If we eat nothing and just drink plain water, beyond the body’s minimum water needs, every glass will dilute the blood further and thus cause the kidneys to try to retain more of the sodium while eliminating more of the water. We are drinking quite a lot, but as the day progresses, we are growing more thirsty. We drink more but go to the bathroom more frequently, our urine grows more diluted, and by the end of the day we find ourselves visibly dehydrated, with chapped lips and dry skin. This seems paradoxical in that while drinking water, we are getting increasingly dehydrated. But it is not paradoxical. It is simply the consequence of the kidneys doing their work in trying to maintain constant blood plasma concentrations of sodium (and solutes). For those of you who have fasted on plain water for at least one day, you mostly likely know exactly what I’m talking about. For those who have not, you should try it and experience this first hand for yourselves. Avoiding dehydration in this case is simple: eat salt to match water intake.
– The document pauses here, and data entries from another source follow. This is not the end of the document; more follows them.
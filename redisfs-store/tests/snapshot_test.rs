// Copyright 2025 OPPO.
//
// Licensed under the Apache License, Version 2.0 (the "License");
// you may not use this file except in compliance with the License.
// You may obtain a copy of the License at
//
//     http://www.apache.org/licenses/LICENSE-2.0
//
// Unless required by applicable law or agreed to in writing, software
// distributed under the License is distributed on an "AS IS" BASIS,
// WITHOUT WARRANTIES OR CONDITIONS OF ANY KIND, either express or implied.
// See the License for the specific language governing permissions and
// limitations under the License.

use redisfs_common::FsResult;
use redisfs_store::{snapshot, Command, MemStore, Reply, Store};

fn seed(store: &mut MemStore) -> FsResult<()> {
    store.run(Command::Set(
        "skx:INODE:1:NAME".to_string(),
        b"passwd".to_vec(),
    ))?;
    store.run(Command::Set(
        "skx:INODE:1:DATA".to_string(),
        b"root:x:0:0".to_vec(),
    ))?;
    store.run(Command::Set("skx:GLOBAL:INODE".to_string(), b"1".to_vec()))?;
    store.run(Command::SAdd("skx:DIRENT:-99".to_string(), "1".to_string()))?;
    Ok(())
}

#[test]
fn snapshot_clones_strings_and_sets() -> FsResult<()> {
    let mut store = MemStore::new();
    seed(&mut store)?;

    let cloned = snapshot(&mut store, "skx", "snap")?;
    assert_eq!(cloned, 4);

    let value = store.run(Command::Get("snap:INODE:1:NAME".to_string()))?;
    assert_eq!(value.as_bytes(), Some(&b"passwd"[..]));

    let value = store.run(Command::Get("snap:INODE:1:DATA".to_string()))?;
    assert_eq!(value.as_bytes(), Some(&b"root:x:0:0"[..]));

    let members = store.run(Command::SMembers("snap:DIRENT:-99".to_string()))?;
    assert_eq!(members, Reply::Array(vec![Reply::Data(b"1".to_vec())]));

    // The original namespace is untouched.
    let value = store.run(Command::Get("skx:INODE:1:NAME".to_string()))?;
    assert_eq!(value.as_bytes(), Some(&b"passwd"[..]));
    Ok(())
}

#[test]
fn snapshot_of_empty_namespace() -> FsResult<()> {
    let mut store = MemStore::new();
    let cloned = snapshot(&mut store, "skx", "snap")?;
    assert_eq!(cloned, 0);
    assert_eq!(store.key_count(), 0);
    Ok(())
}

#[test]
fn snapshot_is_repeatable() -> FsResult<()> {
    let mut store = MemStore::new();
    seed(&mut store)?;

    snapshot(&mut store, "skx", "snap")?;
    let cloned = snapshot(&mut store, "skx", "snap")?;
    assert_eq!(cloned, 4);

    let value = store.run(Command::Get("snap:GLOBAL:INODE".to_string()))?;
    assert_eq!(value.as_bytes(), Some(&b"1"[..]));
    Ok(())
}
// Copyright 2025 OPPO.
//
// Licensed under the Apache License, Version 2.0 (the "License");
// you may not use this file except in compliance with the License.
// You may obtain a copy of the License at
//
//     http://www.apache.org/licenses/LICENSE-2.0
//
// Unless required by applicable law or agreed to in writing, software
// distributed under the License is distributed on an "AS IS" BASIS,
// WITHOUT WARRANTIES OR CONDITIONS OF ANY KIND, either express or implied.
// See the License for the specific language governing permissions and
// limitations under the License.

use crate::{err_fuse, FuseResult};
use fuser::FUSE_ROOT_ID;
use std::collections::{HashMap, VecDeque};

#[derive(Debug, Clone)]
struct Node {
    id: u64,
    parent: u64,
    name: String,
}

// Records where each fuse inode sits in the tree, so that request
// handlers can rebuild the absolute path the semantic layer works on.
pub struct NodeMap {
    nodes: HashMap<u64, Node>,
    names: HashMap<String, u64>,
}

impl NodeMap {
    pub fn new() -> Self {
        let mut nodes = HashMap::new();
        nodes.insert(
            FUSE_ROOT_ID,
            Node {
                id: FUSE_ROOT_ID,
                parent: FUSE_ROOT_ID,
                name: String::new(),
            },
        );
        Self {
            nodes,
            names: HashMap::new(),
        }
    }

    fn name_key(parent: u64, name: &str) -> String {
        format!("{}{}", parent, name)
    }

    fn get_check(&self, id: u64) -> FuseResult<&Node> {
        match self.nodes.get(&id) {
            None => err_fuse!(libc::ENOENT, "inode {} not exists", id),
            Some(v) => Ok(v),
        }
    }

    // Rebuild the absolute path of an inode by walking its parents.
    pub fn get_path(&self, id: u64) -> FuseResult<String> {
        self.path_common(id, None)
    }

    // The absolute path of a named entry beneath a parent inode.
    pub fn get_path_name(&self, parent: u64, name: &str) -> FuseResult<String> {
        self.path_common(parent, Some(name))
    }

    fn path_common(&self, parent: u64, name: Option<&str>) -> FuseResult<String> {
        let mut parts = VecDeque::new();
        if let Some(v) = name {
            parts.push_front(v);
        }

        let mut node = self.get_check(parent)?;
        while node.id != FUSE_ROOT_ID {
            parts.push_front(node.name.as_str());
            node = self.get_check(node.parent)?;
        }

        Ok(Self::join_path(&parts))
    }

    fn join_path(parts: &VecDeque<&str>) -> String {
        let total_len = parts.iter().map(|x| x.len()).sum::<usize>() + parts.len();
        let mut s = String::with_capacity(total_len.max(1));

        s.push('/');
        for (index, item) in parts.iter().enumerate() {
            if index != 0 {
                s.push('/');
            }
            s.push_str(item)
        }
        s
    }

    pub fn insert(&mut self, id: u64, parent: u64, name: &str) {
        // Drop any stale placement of this inode first.
        if let Some(old) = self.nodes.remove(&id) {
            self.names.remove(&Self::name_key(old.parent, &old.name));
        }

        self.names.insert(Self::name_key(parent, name), id);
        self.nodes.insert(
            id,
            Node {
                id,
                parent,
                name: name.to_string(),
            },
        );
    }

    pub fn remove(&mut self, parent: u64, name: &str) {
        if let Some(id) = self.names.remove(&Self::name_key(parent, name)) {
            self.nodes.remove(&id);
        }
    }

    // Move an entry, dropping any node it replaces.
    pub fn rename(&mut self, parent: u64, name: &str, new_parent: u64, new_name: &str) {
        self.remove(new_parent, new_name);

        if let Some(id) = self.names.remove(&Self::name_key(parent, name)) {
            if let Some(node) = self.nodes.get_mut(&id) {
                node.parent = new_parent;
                node.name = new_name.to_string();
            }
            self.names.insert(Self::name_key(new_parent, new_name), id);
        }
    }
}

impl Default for NodeMap {
    fn default() -> Self {
        Self::new()
    }
}

#[cfg(test)]
mod tests {
    use crate::session::NodeMap;
    use fuser::FUSE_ROOT_ID;

    #[test]
    fn path_reconstruction() {
        let mut nodes = NodeMap::new();
        nodes.insert(10, FUSE_ROOT_ID, "etc");
        nodes.insert(11, 10, "passwd");

        assert_eq!(nodes.get_path(FUSE_ROOT_ID).unwrap(), "/");
        assert_eq!(nodes.get_path(10).unwrap(), "/etc");
        assert_eq!(nodes.get_path(11).unwrap(), "/etc/passwd");
        assert_eq!(nodes.get_path_name(10, "group").unwrap(), "/etc/group");
    }

    #[test]
    fn rename_moves_children() {
        let mut nodes = NodeMap::new();
        nodes.insert(10, FUSE_ROOT_ID, "foo");
        nodes.insert(11, 10, "bar");
        nodes.insert(12, 11, "baz");

        nodes.rename(10, "bar", FUSE_ROOT_ID, "steve");
        assert_eq!(nodes.get_path(11).unwrap(), "/steve");
        assert_eq!(nodes.get_path(12).unwrap(), "/steve/baz");
    }

    #[test]
    fn remove_forgets_entry() {
        let mut nodes = NodeMap::new();
        nodes.insert(10, FUSE_ROOT_ID, "a");
        nodes.remove(FUSE_ROOT_ID, "a");
        assert!(nodes.get_path(10).is_err());
    }
}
If, on the other hand, we do not drink, then the blood gets more and more concentrated, the concentration of sodium and other ions, urea, and everything else for that matter, rises with time, and the kidneys keep trying, harder and harder with time, to maintain the osmolarity constant by retaining as much as they possibly can of the water that is present in the blood. You might think: why not just eliminate some of the solutes to lower their excessively high concentration? But eliminating solutes can only be done through the urine, which means getting rid of water that, in this state of increasing dehydration, is far too precious, and the kidneys therefore try to retain as much of it as possible, hence concentrating the urine as much and for as long as possible to make full use of the scarce amount of water that is available for performing their functions. But here is a crucial point to understand and remember:

In order to reabsorb water, the kidneys rely on a high concentration of solutes—hyperosmolarity—in the interstitial medium through which passes the tubule carrying the filtrate that will eventually be excreted as urine. This is how water can be reabsorbed from the filtrate: the higher the difference in concentration, the more efficient the reabsorption. If there is plenty of excess salt—sodium and chloride ions—then these solutes is what the kidneys prefers to use to drive up and maintain the hyperosmolarity of the interstitial medium, and urea can be excreted freely. If, however, there is a scarcity of sodium and chloride ions, then the kidneys will do everything to reabsorb as much of the precious ions that are in circulation to maintain adequate concentrations of these in the bloodstream, and at the slightest sign of water shortage and dehydration—to ensure the hyperosmolarity of the interstitial medium for maximum water reabsorption—the kidneys will begin to recycle urea, excreting progressively less of it as dehydration increases.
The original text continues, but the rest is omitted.